Seeing little hope of defeating popular incumbent president Thomas Jefferson, the Federalists chose Pinckney as their presidential nominee for the 1804 election. Neither Pinckney nor the party pursued an active campaign, and Jefferson won in a landslide. The Federalists nominated Pinckney again in 1808, in the hope that Pinckney's military experience and Jefferson's economic policies would give the party a chance of winning. Though the 1808 presidential election was closer than the 1804 election had been, Democratic-Republican nominee James Madison nonetheless prevailed.
In 1753, Pinckney's father moved the family to London, England, where he served as the colony's agent. Both Charles and his brother Thomas were enrolled in the Westminster School, where they continued as students after the rest of the family returned to South Carolina in 1758. Pinckney enrolled in Christ Church, Oxford, in 1763 and began studying law at Middle Temple in 1764. After a short stint at a military academy in France, Pinckney completed his studies in 1769 and was called to the English bar. He briefly practiced law in England before establishing a legal practice in Charleston.[4]
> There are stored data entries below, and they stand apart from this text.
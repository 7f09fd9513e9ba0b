/// Context passed to graph nodes during rendering
///
/// Contains information about what to render:
/// - sample_rate: Output sample rate (e.g., 48000.0)
/// - time: Output time of the first sample in the block, in seconds
#[derive(Clone, Copy, Debug)]
pub struct RenderCtx {
    pub sample_rate: f32,
    pub time: f64,
}

impl RenderCtx {
    pub fn new(sample_rate: f32) -> Self {
        Self {
            sample_rate,
            time: 0.0,
        }
    }

    /// Context for the block that follows one of `frames` samples.
    pub fn advanced(&self, frames: usize) -> Self {
        Self {
            sample_rate: self.sample_rate,
            time: self.time + frames as f64 / self.sample_rate as f64,
        }
    }
}

/// Core trait for audio processing graph nodes
///
/// Sources overwrite `out`; effects and taps process it in place.
pub trait GraphNode: Send {
    fn render_block(&mut self, out: &mut [f32], ctx: &RenderCtx);

    /// Drop any internal state (envelopes, rings, sounding grains).
    ///
    /// Default implementation does nothing (stateless nodes).
    fn reset(&mut self) {
        // Default: do nothing
    }

    /// Check if this node is still producing sound
    ///
    /// Used by the engine to detect the end of the media.
    fn is_active(&self) -> bool {
        true
    }
}

/// Allow boxed graph nodes to be used as graph nodes (for dynamic dispatch)
impl GraphNode for Box<dyn GraphNode> {
    fn render_block(&mut self, out: &mut [f32], ctx: &RenderCtx) {
        (**self).render_block(out, ctx)
    }

    fn reset(&mut self) {
        (**self).reset()
    }

    fn is_active(&self) -> bool {
        (**self).is_active()
    }
}
//! Output scope widget

use ratatui::{
    layout::Rect,
    style::{Color, Style},
    symbols,
    widgets::{Axis, Block, Borders, Chart, Dataset, GraphType},
    Frame,
};

use saavy_transpose::dsp::amplify::peak;

/// Render the most recent output samples
pub fn render_waveform(frame: &mut Frame, area: Rect, scope: &[f32]) {
    let block = Block::default()
        .title(format!(" Output  peak {:.2} ", peak(scope)))
        .borders(Borders::ALL);

    let data: Vec<(f64, f64)> = scope
        .iter()
        .enumerate()
        .map(|(i, &sample)| (i as f64 / scope.len() as f64, sample as f64))
        .collect();

    let dataset = Dataset::default()
        .marker(symbols::Marker::Braille)
        .graph_type(GraphType::Line)
        .style(Style::default().fg(Color::Cyan))
        .data(&data);

    let chart = Chart::new(vec![dataset])
        .block(block)
        .x_axis(
            Axis::default()
                .bounds([0.0, 1.0])
                .style(Style::default().fg(Color::DarkGray)),
        )
        .y_axis(
            Axis::default()
                .bounds([-1.0, 1.0])
                .style(Style::default().fg(Color::DarkGray)),
        );

    frame.render_widget(chart, area);
}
After returning to the American colonies in 1773, Pinckney married Sarah Middleton. Her father Henry Middleton later served as the second president of the Continental Congress, and her brother Arthur Middleton signed the Declaration of Independence. Sarah died in 1784. In 1786, Pinckney married again, to Mary Stead, who came from a wealthy family of planters in Georgia. Pinckney had three daughters.
Pinckney studied botany in France in 1769 for a year. For his assistance to the French botanist André Michaux, he was honored by having a plant species named for him: Pinckneya pubens.[5][6]
Early political career
After returning to South Carolina from Europe, Pinckney began to practice law in Charleston. He was first elected to a seat in the colonial legislature in 1770. In 1773 he served as a regional attorney general. When war erupted between the thirteen American colonies and Great Britain in 1775, Pinckney stood with the American Patriots; in that year he was a member of the first South Carolina provincial congress, which helped South Carolina transition from being a British colony to being an independent state.[2] During the American Revolutionary War, he served in the lower house of the state legislature and as a member of the South Carolina Senate, in addition to his military service.
Pinckney joined the colonial militia in 1772, and he helped organize South Carolina's resistance to British rule.[4] In 1775, after the American Revolutionary War had broken out, Pinckney volunteered for military service as a full-time regular officer in George Washington's Continental Army. As a senior company commander with the rank of captain, Pinckney raised and led the elite Grenadiers of the 1st South Carolina Regiment. He participated in the successful defense of Charleston in the Battle of Sullivan's Island in June 1776, when British forces under General Sir Henry Clinton staged an amphibious attack on the state capital. Later in 1776 Pinckney took command of the regiment, with the rank of colonel, a position he retained to the end of the war.
After this, the British Army shifted its focus to the northern and mid-Atlantic states. Pinckney led his regiment north to join General Washington's troops near Philadelphia. Pinckney and his regiment participated in the Battle of Brandywine and the Battle of Germantown. Around this time he first met fellow officers Alexander Hamilton and James McHenry, who became future Federalist statesmen.
In 1778, Pinckney and his regiment, returning to the South, took part in a failed American expedition attempting to seize British East Florida. The expedition ended because of severe logistical difficulties and a British victory in the Battle of Alligator Creek Bridge. Later that year, the British Army shifted its focus to the southern theater, capturing Savannah, Georgia, in December 1778. In October 1779, the southern Army of Major General Benjamin Lincoln, with Pinckney leading one of its brigades, attempted to re-take the city in the Siege of Savannah. This attack was a disaster for the Americans, who suffered numerous casualties.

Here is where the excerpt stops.